• DATA FOR REVIEW
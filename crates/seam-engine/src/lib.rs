//! Transactional unified-diff patch engine.
//!
//! Takes a textual patch (unified-diff form) and applies it to a working
//! tree with strict pre-flight structural verification, atomic multi-file
//! commit, and automatic rollback on any failure, optionally gated by a
//! post-apply validation hook.
//!
//! # Architecture
//!
//! This is a **Layer 3 (Domain)** crate:
//! - Depends on: seam-udiff (parsing/hunk application)
//! - Used by: seam (CLI)
//!
//! Per invocation the engine moves through
//! `Parsing -> Guarding -> Committing` and ends in exactly one of:
//!
//! - **Rejected** (from parsing or guarding): no write ever occurred.
//! - **Committed**: all changes landed, validation (if any) passed, backups
//!   retained under `.seam/backups/`.
//! - **RolledBack**: a write or validation failure occurred and every
//!   touched file was restored from its backup.
//!
//! The one residual risk is a rollback that itself fails
//! ([`CommitError::RollbackFailed`]), which callers must surface as a
//! potential partial mutation requiring manual inspection.
//!
//! # Usage
//!
//! ```rust,ignore
//! use seam_engine::{PatchEngine, ShellValidator};
//!
//! let engine = PatchEngine::new("/path/to/project");
//! let validator = ShellValidator::new("cargo test");
//! match engine.apply(diff_text, Some(&validator)) {
//!     Ok(report) => println!("applied {} file(s)", report.written.len()),
//!     Err(e) if e.filesystem_unchanged() => eprintln!("rejected: {e}"),
//!     Err(e) => eprintln!("FATAL: {e}"),
//! }
//! ```

mod engine;
mod error;
mod guard;
mod transaction;
mod validate;

pub use engine::PatchEngine;
pub use error::{CommitError, EngineError, GuardError, ParseError};
pub use guard::{Action, PendingChange, StructuralGuard};
pub use transaction::{CommitReport, TransactionManager, CONTROL_DIR};
pub use validate::{ShellValidator, ValidationOutcome, Validator};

• INSTRUCTIONS TO FOLLOW
When a line in the data above contains the string "ShellValidator", copy that line.

• ANSWER TO THE PROBLEM
//! use seam_engine::{PatchEngine, ShellValidator};
//! let validator = ShellValidator::new("cargo test");
pub use validate::{ShellValidator, ValidationOutcome, Validator};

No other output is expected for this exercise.